Spring cleaning passed me by this year. Completely. I just seemed to miss it. So when fall rolled around, I was determined to set things straight. My house had tumbled into a state of complete disarray. The plume of fruit flies that billowed out of my kitchen when we returned from our late-summer vacation was proof that things had gotten out of hand.
Confused as to where to start, I consulted a helpful article on cleaning tips. It promised to create a deeply cleaned home using 30 minute intervals to complete necessary tasks. The article urged not to overdo it at first, but to break up each room into simpler jobs. I was to use a timer and a pre-prepared list of to-dos. After 30 minutes, I should have the level of cleanliness that everyone deserves.

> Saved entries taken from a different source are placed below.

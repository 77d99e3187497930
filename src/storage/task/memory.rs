use std::collections::HashMap;

use async_trait::async_trait;
use chrono::Utc;
use tokio::sync::RwLock;
use tracing::debug;

use super::TaskStorage;
use crate::error::StorageError;
use crate::schedule::types::{Task, TaskState};

#[derive(Default)]
pub struct InMemoryTaskStorage {
    tasks: RwLock<HashMap<String, Task>>,
}

impl InMemoryTaskStorage {
    pub fn new() -> Self {
        Self::default()
    }
}

#[async_trait]
impl TaskStorage for InMemoryTaskStorage {
    async fn create(&self, task_id: &str, source_url: &str) -> Result<Task, StorageError> {
        let mut tasks = self.tasks.write().await;
        if tasks.contains_key(task_id) {
            return Err(StorageError::AlreadyExists(task_id.to_string()));
        }

        let task = Task::new(task_id.to_string(), source_url.to_string());
        tasks.insert(task_id.to_string(), task.clone());
        Ok(task)
    }

    async fn get(&self, task_id: &str) -> Option<Task> {
        self.tasks.read().await.get(task_id).cloned()
    }

    async fn set_state(
        &self,
        task_id: &str,
        state: TaskState,
        error_message: Option<String>,
    ) -> Result<Task, StorageError> {
        let has_message = error_message
            .as_deref()
            .is_some_and(|message| !message.trim().is_empty());
        if has_message != (state == TaskState::Error) {
            return Err(StorageError::ErrorMessageMismatch {
                task_id: task_id.to_string(),
                state,
            });
        }

        let mut tasks = self.tasks.write().await;
        let task = tasks
            .get_mut(task_id)
            .ok_or_else(|| StorageError::NotFound(task_id.to_string()))?;

        if !task.state.can_transition_to(state) {
            return Err(StorageError::IllegalTransition {
                task_id: task_id.to_string(),
                from: task.state,
                to: state,
            });
        }

        debug!("Task {} {} -> {}", task_id, task.state, state);
        task.state = state;
        task.error_message = error_message;
        task.updated_at = Utc::now();
        Ok(task.clone())
    }

    async fn touch(&self, task_id: &str) -> Result<(), StorageError> {
        let mut tasks = self.tasks.write().await;
        let task = tasks
            .get_mut(task_id)
            .ok_or_else(|| StorageError::NotFound(task_id.to_string()))?;
        task.updated_at = Utc::now();
        Ok(())
    }

    async fn remove(&self, task_id: &str) -> Option<Task> {
        self.tasks.write().await.remove(task_id)
    }

    async fn size(&self) -> usize {
        self.tasks.read().await.len()
    }

    async fn all(&self) -> Vec<Task> {
        self.tasks.read().await.values().cloned().collect()
    }
}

I eagerly brought pen to paper, listing all the jobs that lay before me. My list was two pages long, and I thought surely I could accomplish this in a weekend. I rallied my husband and two small children to be a part of our Fall Weekend Clean-Up Project. At 8 a.m. one bright Saturday morning, my children and husband donned their rubber boots and set to work.

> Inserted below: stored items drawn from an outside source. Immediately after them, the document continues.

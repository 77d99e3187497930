use std::collections::HashMap;
use std::sync::{Arc, Mutex, MutexGuard};

/// Coordinates the process handler and the cleanup sweeper on a task's
/// artifact directory.
///
/// A directory is either free, in use by one or more processing requests,
/// or being reclaimed by the sweeper. In-use and reclaiming exclude each other.
#[derive(Default)]
pub struct ArtifactLeases {
    entries: Mutex<HashMap<String, LeaseEntry>>,
}

#[derive(Debug, Clone, Copy, PartialEq, Eq)]
enum LeaseEntry {
    InUse(usize),
    Reclaiming,
}

impl ArtifactLeases {
    pub fn new() -> Self {
        Self::default()
    }

    /// Returns `None` while the sweeper is reclaiming `task_id`.
    pub fn acquire(self: &Arc<Self>, task_id: &str) -> Option<ArtifactLease> {
        let mut entries = self.lock();
        match entries.get_mut(task_id) {
            Some(LeaseEntry::Reclaiming) => return None,
            Some(LeaseEntry::InUse(count)) => *count += 1,
            None => {
                entries.insert(task_id.to_string(), LeaseEntry::InUse(1));
            }
        }
        Some(ArtifactLease {
            leases: self.clone(),
            task_id: task_id.to_string(),
        })
    }

    /// Returns `None` while any lease on `task_id` is held.
    pub fn begin_reclaim(self: &Arc<Self>, task_id: &str) -> Option<ReclaimGuard> {
        let mut entries = self.lock();
        if entries.contains_key(task_id) {
            return None;
        }
        entries.insert(task_id.to_string(), LeaseEntry::Reclaiming);
        Some(ReclaimGuard {
            leases: self.clone(),
            task_id: task_id.to_string(),
        })
    }

    fn release(&self, task_id: &str) {
        let mut entries = self.lock();
        if let Some(LeaseEntry::InUse(count)) = entries.get_mut(task_id) {
            if *count > 1 {
                *count -= 1;
            } else {
                entries.remove(task_id);
            }
        }
    }

    fn finish_reclaim(&self, task_id: &str) {
        let mut entries = self.lock();
        if entries.get(task_id) == Some(&LeaseEntry::Reclaiming) {
            entries.remove(task_id);
        }
    }

    // The map holds no invariants a panicking holder could break halfway.
    fn lock(&self) -> MutexGuard<'_, HashMap<String, LeaseEntry>> {
        self.entries.lock().unwrap_or_else(|poisoned| poisoned.into_inner())
    }
}

/// Held by a processing request; released on drop.
pub struct ArtifactLease {
    leases: Arc<ArtifactLeases>,
    task_id: String,
}

impl Drop for ArtifactLease {
    fn drop(&mut self) {
        self.leases.release(&self.task_id);
    }
}

/// Held by the sweeper while it deletes a directory; released on drop.
pub struct ReclaimGuard {
    leases: Arc<ArtifactLeases>,
    task_id: String,
}

impl Drop for ReclaimGuard {
    fn drop(&mut self) {
        self.leases.finish_reclaim(&self.task_id);
    }
}
use std::sync::Arc;

use axum::{
    extract::{rejection::JsonRejection, State},
    response::Response,
    routing::post,
    Json, Router,
};
use serde::{Deserialize, Serialize};
use tracing::info;

use super::file_response;
use crate::audio::ClipParams;
use crate::web::ApiError;
use crate::AppContext;

pub fn process_router(ctx: Arc<AppContext>) -> Router {
    Router::new()
        .route("/api/process", post(process_audio))
        .with_state(ctx)
}

#[derive(Debug, Serialize, Deserialize)]
pub struct ProcessRequest {
    pub task_id: String,
    #[serde(flatten)]
    pub params: ClipParams,
}

// Trim, fade and denoise a ready task's audio
async fn process_audio(
    State(ctx): State<Arc<AppContext>>,
    payload: Result<Json<ProcessRequest>, JsonRejection>,
) -> Result<Response, ApiError> {
    let Json(req) = payload?;
    let artifact = ctx.clip_processor.process(&req.task_id, &req.params).await?;
    info!("Serving {} for task {}", artifact.filename, req.task_id);
    Ok(file_response(artifact))
}
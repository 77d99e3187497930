use std::sync::Arc;

use anyhow::Result;
use tracing::{error, info};
use url::Url;

use crate::schedule::queue::DownloadQueue;
use crate::schedule::types::{new_task_id, Task};
use crate::storage::task::TaskStorage;

/// Entry point for the API layer: creates tasks and reads them back.
pub struct TaskManager {
    storage: Arc<dyn TaskStorage>,
    queue: DownloadQueue,
}

impl TaskManager {
    pub fn new(storage: Arc<dyn TaskStorage>, queue: DownloadQueue) -> Self {
        Self { storage, queue }
    }

    pub fn storage(&self) -> &Arc<dyn TaskStorage> {
        &self.storage
    }

    /// Registers a `queued` task for `url` and hands its id to the worker.
    pub async fn create_task(&self, url: &Url) -> Result<Task> {
        let task_id = new_task_id();
        let task = self.storage.create(&task_id, url.as_str()).await?;

        if let Err(e) = self.queue.push(task_id.clone()) {
            // an unqueued task would sit in `queued` forever
            error!("Failed to enqueue task {}: {}", task_id, e);
            self.storage.remove(&task_id).await;
            return Err(e);
        }

        info!("Created download task {} for URL: {}", task_id, url);
        Ok(task)
    }

    pub async fn get_task(&self, task_id: &str) -> Option<Task> {
        self.storage.get(task_id).await
    }

    pub async fn active_tasks(&self) -> usize {
        self.storage.size().await
    }

    pub fn queue_size(&self) -> usize {
        self.queue.len()
    }
}

/// Accepts absolute `http`/`https` URLs with a host.
pub fn validate_source_url(raw: &str) -> Result<Url, String> {
    let url = Url::parse(raw.trim()).map_err(|e| format!("invalid URL: {}", e))?;
    if !matches!(url.scheme(), "http" | "https") {
        return Err(format!("unsupported URL scheme: {}", url.scheme()));
    }
    if url.host_str().map_or(true, str::is_empty) {
        return Err("URL must have a host".to_string());
    }
    Ok(url)
}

The children's bedrooms seemed the logical place to start. With Playtex gloves in hand, I scrubbed their windows and furniture, vacuumed their carpets, hung out blankets, and congratulated myself on how well things were going. The article encouraged the reader not to get distracted. No matter what, stick to the plan! But then, my two-year-old fell down the concrete steps outside. I heard wailing and my older child calling for help. Would this be considered a distraction or an emergency by the cleaning guru? I quickly decided the latter and bound up the stairs.
As a boil the size of a robin's egg grew on my son's head, I reconsidered my options. The village church bell struck 9 a.m. Hmmm-a cup of coffee and a second breakfast sounded good right about then. We all need sustenance, after all. My husband read the weekend paper, and the kids pulled out a few toys. By 10 a.m. I noticed a load of wet laundry in a clothes basket molding in the corner of the living room. Maybe I'll just hang these up first before I resume cleaning, I thought. The children required juice, my husband needed my assistance in raking leaves, the phone rang, and a neighbor stopped by. 12 p.m. called for lunch time. Books had to be read, another load of laundry hung, the phone rang again. All this activity had made me sleepy so I headed to my room for a quick nap.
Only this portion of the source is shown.